ASSIGNMENT
Tell how many lines in these records contain the string "when", with only the number as the reply.

DATASET RECORDS
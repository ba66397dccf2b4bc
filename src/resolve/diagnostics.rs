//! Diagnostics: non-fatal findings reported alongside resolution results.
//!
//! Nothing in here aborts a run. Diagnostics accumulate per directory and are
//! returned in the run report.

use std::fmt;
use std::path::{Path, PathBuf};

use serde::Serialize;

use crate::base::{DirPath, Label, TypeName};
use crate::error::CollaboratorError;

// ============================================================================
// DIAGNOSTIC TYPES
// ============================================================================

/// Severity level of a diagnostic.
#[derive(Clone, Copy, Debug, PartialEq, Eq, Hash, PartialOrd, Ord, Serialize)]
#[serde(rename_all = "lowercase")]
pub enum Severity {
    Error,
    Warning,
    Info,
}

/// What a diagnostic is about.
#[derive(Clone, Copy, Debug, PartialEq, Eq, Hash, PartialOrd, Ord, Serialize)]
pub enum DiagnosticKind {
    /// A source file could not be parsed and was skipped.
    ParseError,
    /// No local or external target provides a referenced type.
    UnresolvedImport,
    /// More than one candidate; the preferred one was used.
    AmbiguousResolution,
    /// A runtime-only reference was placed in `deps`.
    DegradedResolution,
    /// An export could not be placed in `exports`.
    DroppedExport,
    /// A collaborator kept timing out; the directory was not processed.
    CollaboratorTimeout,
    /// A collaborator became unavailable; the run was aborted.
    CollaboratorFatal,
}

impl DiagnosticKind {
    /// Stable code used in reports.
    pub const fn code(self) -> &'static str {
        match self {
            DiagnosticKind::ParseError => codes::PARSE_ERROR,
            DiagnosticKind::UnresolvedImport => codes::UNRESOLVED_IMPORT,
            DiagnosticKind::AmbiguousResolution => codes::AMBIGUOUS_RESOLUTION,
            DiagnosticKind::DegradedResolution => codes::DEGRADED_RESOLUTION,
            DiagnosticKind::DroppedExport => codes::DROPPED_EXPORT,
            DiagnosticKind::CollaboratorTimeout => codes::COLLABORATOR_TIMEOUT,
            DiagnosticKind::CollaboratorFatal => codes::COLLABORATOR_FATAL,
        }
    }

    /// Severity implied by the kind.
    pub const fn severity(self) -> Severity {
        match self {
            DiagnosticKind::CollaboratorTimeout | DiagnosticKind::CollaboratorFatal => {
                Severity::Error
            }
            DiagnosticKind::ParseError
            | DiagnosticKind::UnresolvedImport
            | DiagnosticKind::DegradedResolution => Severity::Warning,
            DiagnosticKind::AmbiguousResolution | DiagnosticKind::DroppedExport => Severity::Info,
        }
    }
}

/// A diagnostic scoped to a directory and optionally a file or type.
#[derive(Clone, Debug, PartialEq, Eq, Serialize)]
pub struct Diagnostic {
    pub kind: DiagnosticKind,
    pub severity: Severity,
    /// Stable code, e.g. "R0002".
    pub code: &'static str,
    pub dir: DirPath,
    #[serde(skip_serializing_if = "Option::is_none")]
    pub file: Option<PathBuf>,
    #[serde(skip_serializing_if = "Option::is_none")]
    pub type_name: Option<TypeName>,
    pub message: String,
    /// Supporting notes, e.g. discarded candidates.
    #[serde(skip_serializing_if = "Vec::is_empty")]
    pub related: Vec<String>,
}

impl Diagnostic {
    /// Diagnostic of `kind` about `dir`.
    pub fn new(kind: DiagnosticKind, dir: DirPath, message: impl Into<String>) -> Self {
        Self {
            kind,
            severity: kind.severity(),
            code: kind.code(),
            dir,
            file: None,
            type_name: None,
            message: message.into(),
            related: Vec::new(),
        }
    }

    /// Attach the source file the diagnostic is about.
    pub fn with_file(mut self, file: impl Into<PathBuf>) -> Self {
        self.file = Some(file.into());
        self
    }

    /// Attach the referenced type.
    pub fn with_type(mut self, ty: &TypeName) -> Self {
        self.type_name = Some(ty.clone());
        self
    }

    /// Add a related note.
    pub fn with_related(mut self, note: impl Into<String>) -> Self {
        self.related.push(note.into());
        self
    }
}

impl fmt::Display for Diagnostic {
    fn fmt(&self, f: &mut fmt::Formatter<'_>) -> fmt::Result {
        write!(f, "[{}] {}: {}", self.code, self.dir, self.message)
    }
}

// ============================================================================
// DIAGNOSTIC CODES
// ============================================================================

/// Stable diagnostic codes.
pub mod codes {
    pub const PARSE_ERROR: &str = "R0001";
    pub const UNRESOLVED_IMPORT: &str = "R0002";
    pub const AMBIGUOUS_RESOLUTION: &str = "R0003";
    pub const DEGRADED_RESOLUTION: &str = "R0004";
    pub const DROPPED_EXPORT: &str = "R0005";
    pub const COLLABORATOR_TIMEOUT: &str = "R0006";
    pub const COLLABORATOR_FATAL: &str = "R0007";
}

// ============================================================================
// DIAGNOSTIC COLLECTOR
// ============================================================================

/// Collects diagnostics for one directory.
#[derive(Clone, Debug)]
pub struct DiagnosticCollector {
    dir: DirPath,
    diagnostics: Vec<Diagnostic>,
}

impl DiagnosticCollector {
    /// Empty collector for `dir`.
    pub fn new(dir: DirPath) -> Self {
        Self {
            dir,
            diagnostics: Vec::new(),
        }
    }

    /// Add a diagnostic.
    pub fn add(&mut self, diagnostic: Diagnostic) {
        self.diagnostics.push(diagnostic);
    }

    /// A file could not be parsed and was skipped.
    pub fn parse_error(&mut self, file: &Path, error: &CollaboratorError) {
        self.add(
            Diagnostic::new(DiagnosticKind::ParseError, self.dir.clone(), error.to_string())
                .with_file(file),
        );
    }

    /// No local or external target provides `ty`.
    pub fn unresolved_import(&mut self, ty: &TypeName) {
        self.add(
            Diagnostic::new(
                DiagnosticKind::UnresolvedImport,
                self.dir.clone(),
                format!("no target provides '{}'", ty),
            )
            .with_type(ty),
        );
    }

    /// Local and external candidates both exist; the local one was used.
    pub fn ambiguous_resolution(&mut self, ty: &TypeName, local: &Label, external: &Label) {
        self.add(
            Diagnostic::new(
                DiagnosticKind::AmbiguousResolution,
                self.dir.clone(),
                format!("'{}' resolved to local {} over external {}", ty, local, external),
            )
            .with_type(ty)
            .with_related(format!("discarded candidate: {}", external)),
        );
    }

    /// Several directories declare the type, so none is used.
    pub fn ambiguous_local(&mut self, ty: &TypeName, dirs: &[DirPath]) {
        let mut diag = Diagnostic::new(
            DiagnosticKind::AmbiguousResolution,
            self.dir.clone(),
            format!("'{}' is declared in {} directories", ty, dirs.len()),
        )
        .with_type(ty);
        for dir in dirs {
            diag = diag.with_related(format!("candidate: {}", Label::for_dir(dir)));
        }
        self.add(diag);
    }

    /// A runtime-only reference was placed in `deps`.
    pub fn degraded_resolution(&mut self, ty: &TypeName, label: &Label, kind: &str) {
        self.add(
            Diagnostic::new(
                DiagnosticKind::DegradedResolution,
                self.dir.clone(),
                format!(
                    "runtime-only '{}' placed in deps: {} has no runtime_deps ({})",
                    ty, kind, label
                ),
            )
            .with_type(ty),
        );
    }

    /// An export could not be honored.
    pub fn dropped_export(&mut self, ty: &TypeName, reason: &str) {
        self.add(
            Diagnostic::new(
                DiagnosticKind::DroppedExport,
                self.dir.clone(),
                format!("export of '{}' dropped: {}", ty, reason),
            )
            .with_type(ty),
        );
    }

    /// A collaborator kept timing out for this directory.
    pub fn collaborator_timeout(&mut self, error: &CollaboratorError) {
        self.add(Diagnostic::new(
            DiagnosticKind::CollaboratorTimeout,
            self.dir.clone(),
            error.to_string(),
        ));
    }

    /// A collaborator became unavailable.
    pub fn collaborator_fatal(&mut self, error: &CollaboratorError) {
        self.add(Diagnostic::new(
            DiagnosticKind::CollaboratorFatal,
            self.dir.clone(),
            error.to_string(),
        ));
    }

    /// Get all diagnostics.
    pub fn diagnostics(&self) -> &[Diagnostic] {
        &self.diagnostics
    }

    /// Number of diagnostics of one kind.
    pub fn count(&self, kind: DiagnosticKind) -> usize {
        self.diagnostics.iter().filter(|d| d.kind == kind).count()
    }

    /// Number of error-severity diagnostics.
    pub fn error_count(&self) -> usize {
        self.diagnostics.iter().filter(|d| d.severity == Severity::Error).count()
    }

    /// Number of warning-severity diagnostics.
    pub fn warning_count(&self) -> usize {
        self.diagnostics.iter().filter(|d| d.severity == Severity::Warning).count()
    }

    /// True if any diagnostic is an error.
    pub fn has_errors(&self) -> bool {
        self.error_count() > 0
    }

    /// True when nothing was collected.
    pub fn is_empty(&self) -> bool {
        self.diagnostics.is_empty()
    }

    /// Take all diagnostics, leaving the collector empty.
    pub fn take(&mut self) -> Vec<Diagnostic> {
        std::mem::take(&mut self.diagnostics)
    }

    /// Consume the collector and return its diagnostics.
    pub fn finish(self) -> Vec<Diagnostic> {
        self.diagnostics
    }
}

==

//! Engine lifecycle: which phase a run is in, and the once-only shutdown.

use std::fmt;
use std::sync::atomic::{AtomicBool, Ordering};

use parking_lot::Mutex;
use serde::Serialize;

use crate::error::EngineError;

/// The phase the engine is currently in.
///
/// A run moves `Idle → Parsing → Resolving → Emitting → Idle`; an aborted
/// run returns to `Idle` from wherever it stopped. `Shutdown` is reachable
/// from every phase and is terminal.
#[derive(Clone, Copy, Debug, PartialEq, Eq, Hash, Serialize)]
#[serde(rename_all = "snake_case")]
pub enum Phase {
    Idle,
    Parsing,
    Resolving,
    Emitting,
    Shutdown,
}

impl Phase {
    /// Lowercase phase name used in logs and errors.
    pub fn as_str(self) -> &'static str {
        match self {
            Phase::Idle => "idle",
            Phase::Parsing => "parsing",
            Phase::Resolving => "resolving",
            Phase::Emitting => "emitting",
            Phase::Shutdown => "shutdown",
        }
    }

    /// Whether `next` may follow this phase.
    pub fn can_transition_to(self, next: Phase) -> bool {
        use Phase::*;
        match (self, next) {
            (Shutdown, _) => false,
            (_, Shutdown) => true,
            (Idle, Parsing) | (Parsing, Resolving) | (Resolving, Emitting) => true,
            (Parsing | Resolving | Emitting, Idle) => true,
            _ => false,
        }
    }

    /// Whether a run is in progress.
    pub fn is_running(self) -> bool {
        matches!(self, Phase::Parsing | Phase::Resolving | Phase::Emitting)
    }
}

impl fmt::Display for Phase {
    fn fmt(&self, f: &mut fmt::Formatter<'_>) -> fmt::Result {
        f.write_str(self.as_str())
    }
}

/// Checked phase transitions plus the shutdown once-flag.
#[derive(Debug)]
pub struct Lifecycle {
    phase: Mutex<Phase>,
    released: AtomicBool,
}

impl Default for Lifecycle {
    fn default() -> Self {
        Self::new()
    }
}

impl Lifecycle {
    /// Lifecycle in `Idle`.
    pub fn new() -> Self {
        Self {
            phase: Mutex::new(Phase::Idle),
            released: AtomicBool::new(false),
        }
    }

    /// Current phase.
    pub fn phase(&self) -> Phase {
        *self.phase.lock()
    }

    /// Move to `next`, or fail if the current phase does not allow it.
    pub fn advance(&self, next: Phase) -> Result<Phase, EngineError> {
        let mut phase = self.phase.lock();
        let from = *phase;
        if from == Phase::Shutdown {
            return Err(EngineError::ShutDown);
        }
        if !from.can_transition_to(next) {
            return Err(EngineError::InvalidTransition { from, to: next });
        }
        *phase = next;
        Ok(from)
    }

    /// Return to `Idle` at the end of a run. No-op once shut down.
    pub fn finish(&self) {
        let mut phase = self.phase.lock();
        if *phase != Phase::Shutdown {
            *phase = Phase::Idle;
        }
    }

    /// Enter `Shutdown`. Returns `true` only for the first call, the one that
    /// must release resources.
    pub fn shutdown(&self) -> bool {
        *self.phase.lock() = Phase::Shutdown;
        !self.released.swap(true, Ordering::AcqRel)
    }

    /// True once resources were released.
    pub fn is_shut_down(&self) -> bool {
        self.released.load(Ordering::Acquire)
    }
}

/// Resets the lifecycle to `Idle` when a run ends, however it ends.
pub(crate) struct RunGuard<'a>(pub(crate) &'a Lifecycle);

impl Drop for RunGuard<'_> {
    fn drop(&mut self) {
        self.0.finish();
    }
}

==

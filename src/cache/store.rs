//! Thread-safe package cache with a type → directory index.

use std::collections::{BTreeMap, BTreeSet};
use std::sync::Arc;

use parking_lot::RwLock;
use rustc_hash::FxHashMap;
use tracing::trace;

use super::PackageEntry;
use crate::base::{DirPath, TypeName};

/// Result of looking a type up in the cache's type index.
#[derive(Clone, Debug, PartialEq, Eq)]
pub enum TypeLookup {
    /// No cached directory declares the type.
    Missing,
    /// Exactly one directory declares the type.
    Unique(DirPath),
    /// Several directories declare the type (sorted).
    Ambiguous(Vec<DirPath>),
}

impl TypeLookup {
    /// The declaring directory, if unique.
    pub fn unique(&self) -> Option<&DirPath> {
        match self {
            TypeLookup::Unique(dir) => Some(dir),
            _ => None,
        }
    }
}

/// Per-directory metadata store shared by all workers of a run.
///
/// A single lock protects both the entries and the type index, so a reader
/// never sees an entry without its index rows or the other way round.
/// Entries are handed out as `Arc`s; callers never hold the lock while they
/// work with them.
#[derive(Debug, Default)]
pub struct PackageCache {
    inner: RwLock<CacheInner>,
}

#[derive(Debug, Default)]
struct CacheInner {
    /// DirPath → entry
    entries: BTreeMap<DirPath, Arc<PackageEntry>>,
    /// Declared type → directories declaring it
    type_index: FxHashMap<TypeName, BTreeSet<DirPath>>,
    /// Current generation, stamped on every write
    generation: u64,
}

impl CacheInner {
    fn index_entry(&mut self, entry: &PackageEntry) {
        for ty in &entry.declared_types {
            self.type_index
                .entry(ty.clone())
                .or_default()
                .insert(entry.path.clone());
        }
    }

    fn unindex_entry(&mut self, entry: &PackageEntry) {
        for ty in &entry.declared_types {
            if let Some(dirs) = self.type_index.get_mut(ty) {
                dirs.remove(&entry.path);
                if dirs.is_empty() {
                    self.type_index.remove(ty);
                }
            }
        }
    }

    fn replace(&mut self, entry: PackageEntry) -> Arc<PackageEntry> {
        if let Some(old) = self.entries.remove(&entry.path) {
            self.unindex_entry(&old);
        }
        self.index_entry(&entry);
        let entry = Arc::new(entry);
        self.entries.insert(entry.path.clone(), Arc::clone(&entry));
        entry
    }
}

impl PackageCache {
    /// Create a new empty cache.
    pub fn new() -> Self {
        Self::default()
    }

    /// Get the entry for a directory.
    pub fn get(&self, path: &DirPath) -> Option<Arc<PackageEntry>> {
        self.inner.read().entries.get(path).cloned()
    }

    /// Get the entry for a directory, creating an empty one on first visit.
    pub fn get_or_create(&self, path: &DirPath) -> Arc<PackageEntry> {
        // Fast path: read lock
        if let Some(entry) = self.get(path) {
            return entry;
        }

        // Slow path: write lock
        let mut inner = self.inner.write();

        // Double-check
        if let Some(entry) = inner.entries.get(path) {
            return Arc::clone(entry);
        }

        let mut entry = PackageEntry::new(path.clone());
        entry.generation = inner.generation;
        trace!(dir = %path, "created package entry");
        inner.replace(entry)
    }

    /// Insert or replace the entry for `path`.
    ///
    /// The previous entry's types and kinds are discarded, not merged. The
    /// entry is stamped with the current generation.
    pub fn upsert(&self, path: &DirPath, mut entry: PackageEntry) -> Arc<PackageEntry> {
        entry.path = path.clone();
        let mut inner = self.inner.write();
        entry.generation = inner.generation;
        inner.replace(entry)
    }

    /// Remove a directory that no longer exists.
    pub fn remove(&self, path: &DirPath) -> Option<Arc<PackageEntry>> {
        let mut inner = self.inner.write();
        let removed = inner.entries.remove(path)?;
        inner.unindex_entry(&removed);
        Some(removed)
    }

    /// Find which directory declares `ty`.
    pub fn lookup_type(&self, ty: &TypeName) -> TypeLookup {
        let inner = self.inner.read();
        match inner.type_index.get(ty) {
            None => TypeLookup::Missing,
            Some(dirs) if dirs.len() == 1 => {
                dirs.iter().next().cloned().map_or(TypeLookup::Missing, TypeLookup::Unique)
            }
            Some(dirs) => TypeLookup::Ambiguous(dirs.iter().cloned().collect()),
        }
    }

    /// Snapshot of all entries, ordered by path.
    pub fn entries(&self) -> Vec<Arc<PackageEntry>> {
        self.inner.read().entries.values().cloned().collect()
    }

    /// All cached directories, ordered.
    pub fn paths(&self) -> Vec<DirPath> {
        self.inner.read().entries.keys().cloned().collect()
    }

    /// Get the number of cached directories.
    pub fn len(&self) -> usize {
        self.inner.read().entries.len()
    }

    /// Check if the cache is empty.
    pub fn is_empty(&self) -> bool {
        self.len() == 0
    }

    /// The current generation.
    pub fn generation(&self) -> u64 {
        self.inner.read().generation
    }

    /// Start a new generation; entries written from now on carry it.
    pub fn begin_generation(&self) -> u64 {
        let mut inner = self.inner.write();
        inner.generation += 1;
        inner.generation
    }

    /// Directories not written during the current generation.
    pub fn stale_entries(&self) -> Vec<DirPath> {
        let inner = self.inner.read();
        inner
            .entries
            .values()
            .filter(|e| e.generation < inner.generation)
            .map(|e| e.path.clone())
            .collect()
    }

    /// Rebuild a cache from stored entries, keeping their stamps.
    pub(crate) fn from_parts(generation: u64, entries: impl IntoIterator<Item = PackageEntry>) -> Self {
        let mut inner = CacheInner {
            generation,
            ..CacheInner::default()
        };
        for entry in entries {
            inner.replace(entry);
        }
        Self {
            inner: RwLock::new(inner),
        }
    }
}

SOLVED EXERCISE
2